■ **Collected data entries**
##############################
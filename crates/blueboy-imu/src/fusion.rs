use crate::types::{ImuSample, Orientation};
use glam::{Quat, Vec3};
use nalgebra::{Matrix3x4, Matrix6x4, Quaternion, UnitQuaternion, Vector3, Vector4, Vector6};

/// Default filter gain, matching the reference Madgwick implementation.
pub const DEFAULT_BETA: f64 = 0.033;

/// Gradient norms at or below this are treated as zero.
const GRADIENT_EPSILON: f64 = 1e-12;

/// Which reference vectors drive the gradient-descent correction.
#[derive(Debug, Clone, Copy, PartialEq, Eq, Default)]
pub enum FusionMode {
    /// Gyroscope + accelerometer. The magnetometer is ignored.
    #[default]
    Imu,
    /// Gyroscope + accelerometer + magnetometer.
    Marg,
}

/// Gradient-descent filter parameters.
#[derive(Debug, Clone, Copy, PartialEq)]
pub struct FilterParams {
    /// Gain applied to the normalized gradient step.
    pub beta: f64,
    pub mode: FusionMode,
}

impl Default for FilterParams {
    fn default() -> Self {
        Self {
            beta: DEFAULT_BETA,
            mode: FusionMode::Imu,
        }
    }
}

/// The running attitude estimate. Always a unit quaternion.
#[derive(Debug, Clone, Copy, PartialEq)]
pub struct OrientationState {
    quaternion: UnitQuaternion<f64>,
}

impl OrientationState {
    pub fn identity() -> Self {
        Self {
            quaternion: UnitQuaternion::identity(),
        }
    }

    /// Seed from scalar-first components. Returns `None` for a zero or
    /// non-finite quaternion.
    pub fn from_wxyz(w: f64, x: f64, y: f64, z: f64) -> Option<Self> {
        let q = Quaternion::new(w, x, y, z);
        if !is_finite(&q) {
            return None;
        }
        UnitQuaternion::try_new(q, f64::EPSILON).map(|quaternion| Self { quaternion })
    }

    pub fn from_unit(quaternion: UnitQuaternion<f64>) -> Self {
        Self { quaternion }
    }

    pub fn quaternion(&self) -> &UnitQuaternion<f64> {
        &self.quaternion
    }

    /// Scalar-first components `[w, x, y, z]`.
    pub fn wxyz(&self) -> [f64; 4] {
        let q = self.quaternion.quaternion();
        [q.w, q.i, q.j, q.k]
    }

    /// Gravity direction predicted in the sensor frame.
    pub fn predicted_gravity(&self) -> Vector3<f64> {
        self.quaternion.inverse_transform_vector(&Vector3::z())
    }
}

impl Default for OrientationState {
    fn default() -> Self {
        Self::identity()
    }
}

/// One fusion step: `update(state, gyro, acc[, mag]) -> new state`.
///
/// The magnetometer is used only in [`FusionMode::Marg`] and only when it is
/// non-zero. If the step produces a non-finite quaternion (NaN input) the
/// previous state is returned unchanged.
pub fn update(
    state: OrientationState,
    gyro: &Vector3<f64>,
    accel: &Vector3<f64>,
    mag: Option<&Vector3<f64>>,
    params: &FilterParams,
    dt: f64,
) -> OrientationState {
    step(state, gyro, accel, mag, params, dt).unwrap_or(state)
}

/// Like [`update`] but reports a rejected step as `None`.
pub fn step(
    state: OrientationState,
    gyro: &Vector3<f64>,
    accel: &Vector3<f64>,
    mag: Option<&Vector3<f64>>,
    params: &FilterParams,
    dt: f64,
) -> Option<OrientationState> {
    let q = *state.quaternion.quaternion();

    // Rate of change from the gyroscope alone.
    let mut q_dot = q * Quaternion::from_imag(*gyro) * 0.5;

    // Fall back to the accelerometer alone only when the field reading is unusable.
    let gradient = match (params.mode, mag) {
        (FusionMode::Marg, Some(m)) => {
            marg_gradient(&q, accel, m).or_else(|| imu_gradient(&q, accel))
        }
        _ => imu_gradient(&q, accel),
    };
    // A vanishing gradient means the estimate already matches the references.
    if let Some(g) = gradient.and_then(|g| g.try_normalize(GRADIENT_EPSILON)) {
        q_dot -= Quaternion::new(g[0], g[1], g[2], g[3]) * params.beta;
    }

    let next = q + q_dot * dt;
    if !is_finite(&next) {
        return None;
    }
    UnitQuaternion::try_new(next, f64::EPSILON).map(OrientationState::from_unit)
}

/// Gradient of the accelerometer objective function, `None` when the
/// accelerometer reads all zero.
fn imu_gradient(q: &Quaternion<f64>, accel: &Vector3<f64>) -> Option<Vector4<f64>> {
    let a = accel.try_normalize(0.0)?;
    let (w, x, y, z) = (q.w, q.i, q.j, q.k);

    let f = Vector3::new(
        2.0 * (x * z - w * y) - a.x,
        2.0 * (w * x + y * z) - a.y,
        2.0 * (0.5 - x * x - y * y) - a.z,
    );
    #[rustfmt::skip]
    let j = Matrix3x4::new(
        -2.0 * y, 2.0 * z,  -2.0 * w, 2.0 * x,
        2.0 * x,  2.0 * w,  2.0 * z,  2.0 * y,
        0.0,      -4.0 * x, -4.0 * y, 0.0,
    );

    Some(j.transpose() * f)
}

/// Gradient of the combined accelerometer and magnetometer objective
/// function, `None` when either reference vector is zero.
fn marg_gradient(
    q: &Quaternion<f64>,
    accel: &Vector3<f64>,
    mag: &Vector3<f64>,
) -> Option<Vector4<f64>> {
    let a = accel.try_normalize(0.0)?;
    let m = mag.try_normalize(0.0)?;

    // Earth-frame magnetic field, folded onto the x-z plane.
    let h = q * Quaternion::from_imag(m) * q.conjugate();
    let bx = (h.i * h.i + h.j * h.j).sqrt();
    let bz = h.k;

    let (w, x, y, z) = (q.w, q.i, q.j, q.k);

    let f = Vector6::new(
        2.0 * (x * z - w * y) - a.x,
        2.0 * (w * x + y * z) - a.y,
        2.0 * (0.5 - x * x - y * y) - a.z,
        2.0 * bx * (0.5 - y * y - z * z) + 2.0 * bz * (x * z - w * y) - m.x,
        2.0 * bx * (x * y - w * z) + 2.0 * bz * (w * x + y * z) - m.y,
        2.0 * bx * (w * y + x * z) + 2.0 * bz * (0.5 - x * x - y * y) - m.z,
    );
    #[rustfmt::skip]
    let j = Matrix6x4::new(
        -2.0 * y,                  2.0 * z,                   -2.0 * w,                  2.0 * x,
        2.0 * x,                   2.0 * w,                   2.0 * z,                   2.0 * y,
        0.0,                       -4.0 * x,                  -4.0 * y,                  0.0,
        -2.0 * bz * y,             2.0 * bz * z,              -4.0 * bx * y - 2.0 * bz * w, -4.0 * bx * z + 2.0 * bz * x,
        -2.0 * bx * z + 2.0 * bz * x, 2.0 * bx * y + 2.0 * bz * w, 2.0 * bx * x + 2.0 * bz * z, -2.0 * bx * w + 2.0 * bz * y,
        2.0 * bx * y,              2.0 * bx * z - 4.0 * bz * x, 2.0 * bx * w - 4.0 * bz * y, 2.0 * bx * x,
    );

    Some(j.transpose() * f)
}

fn is_finite(q: &Quaternion<f64>) -> bool {
    q.coords.iter().all(|c| c.is_finite())
}

fn to_vector(v: Vec3) -> Vector3<f64> {
    Vector3::new(v.x as f64, v.y as f64, v.z as f64)
}

fn to_quat(q: &UnitQuaternion<f64>) -> Quat {
    Quat::from_xyzw(q.i as f32, q.j as f32, q.k as f32, q.w as f32)
}

/// Sensor fusion using the Madgwick gradient-descent filter.
///
/// Owns the orientation state and converts raw Blueboy samples into a
/// stable orientation quaternion at a fixed sample period.
pub struct SensorFusion {
    state: OrientationState,
    params: FilterParams,
    /// Gyroscope bias (average of calibration samples).
    gyro_bias: Vector3<f64>,
    calibration: CalibrationState,
    /// Reference orientation for "set zero".
    zero_ref: UnitQuaternion<f64>,
}

enum CalibrationState {
    Collecting {
        samples: Vec<Vector3<f64>>,
        target: usize,
    },
    Calibrated,
}

impl CalibrationState {
    fn collecting(target: u32) -> Self {
        if target == 0 {
            CalibrationState::Calibrated
        } else {
            CalibrationState::Collecting {
                samples: Vec::with_capacity(target as usize),
                target: target as usize,
            }
        }
    }
}

impl SensorFusion {
    pub fn new(params: FilterParams, initial: OrientationState, calibration_samples: u32) -> Self {
        Self {
            state: initial,
            params,
            gyro_bias: Vector3::zeros(),
            calibration: CalibrationState::collecting(calibration_samples),
            zero_ref: UnitQuaternion::identity(),
        }
    }

    /// Process a sample integrated over `dt` seconds and return the current
    /// orientation, or `None` while calibrating or when the step was rejected.
    pub fn update(&mut self, sample: &ImuSample, dt: f64) -> Option<Orientation> {
        match &mut self.calibration {
            CalibrationState::Collecting { samples, target } => {
                samples.push(to_vector(sample.gyro));
                if samples.len() >= *target {
                    let sum: Vector3<f64> = samples.iter().sum();
                    self.gyro_bias = sum / samples.len() as f64;
                    self.calibration = CalibrationState::Calibrated;
                    tracing::info!(
                        bias_x = self.gyro_bias.x,
                        bias_y = self.gyro_bias.y,
                        bias_z = self.gyro_bias.z,
                        "Gyro calibration complete"
                    );
                }
                None
            }
            CalibrationState::Calibrated => {
                let gyro = to_vector(sample.gyro) - self.gyro_bias;
                let accel = to_vector(sample.accel);
                let mag = to_vector(sample.mag);

                match step(self.state, &gyro, &accel, Some(&mag), &self.params, dt) {
                    Some(next) => {
                        self.state = next;
                        Some(self.orientation())
                    }
                    None => {
                        tracing::warn!(
                            ?sample,
                            "Fusion step produced a non-finite quaternion, keeping previous state"
                        );
                        None
                    }
                }
            }
        }
    }

    /// Current orientation relative to the zero reference.
    pub fn orientation(&self) -> Orientation {
        let relative = self.zero_ref.inverse() * self.state.quaternion;
        Orientation {
            quaternion: to_quat(&relative),
        }
    }

    /// Absolute filter state, ignoring the zero reference.
    pub fn state(&self) -> OrientationState {
        self.state
    }

    pub fn params(&self) -> &FilterParams {
        &self.params
    }

    /// Set current orientation as the zero reference.
    pub fn set_zero(&mut self) {
        self.zero_ref = self.state.quaternion;
        tracing::info!("Zero reference set");
    }

    /// Restart gyroscope bias calibration.
    pub fn recalibrate(&mut self, samples: u32) {
        self.calibration = CalibrationState::collecting(samples);
        self.gyro_bias = Vector3::zeros();
        tracing::info!(samples, "Recalibration started");
    }

    pub fn is_calibrated(&self) -> bool {
        matches!(self.calibration, CalibrationState::Calibrated)
    }

    pub fn gyro_bias(&self) -> Vector3<f64> {
        self.gyro_bias
    }
}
##############################
Using the entries above, repeat only the lines from the one containing "fn is_finite(q: &Quaternion<f64>)" through the one containing "fixed sample period.", end lines included.

fn is_finite(q: &Quaternion<f64>) -> bool {
    q.coords.iter().all(|c| c.is_finite())
}

fn to_vector(v: Vec3) -> Vector3<f64> {
    Vector3::new(v.x as f64, v.y as f64, v.z as f64)
}

fn to_quat(q: &UnitQuaternion<f64>) -> Quat {
    Quat::from_xyzw(q.i as f32, q.j as f32, q.k as f32, q.w as f32)
}

/// Sensor fusion using the Madgwick gradient-descent filter.
///
/// Owns the orientation state and converts raw Blueboy samples into a
/// stable orientation quaternion at a fixed sample period.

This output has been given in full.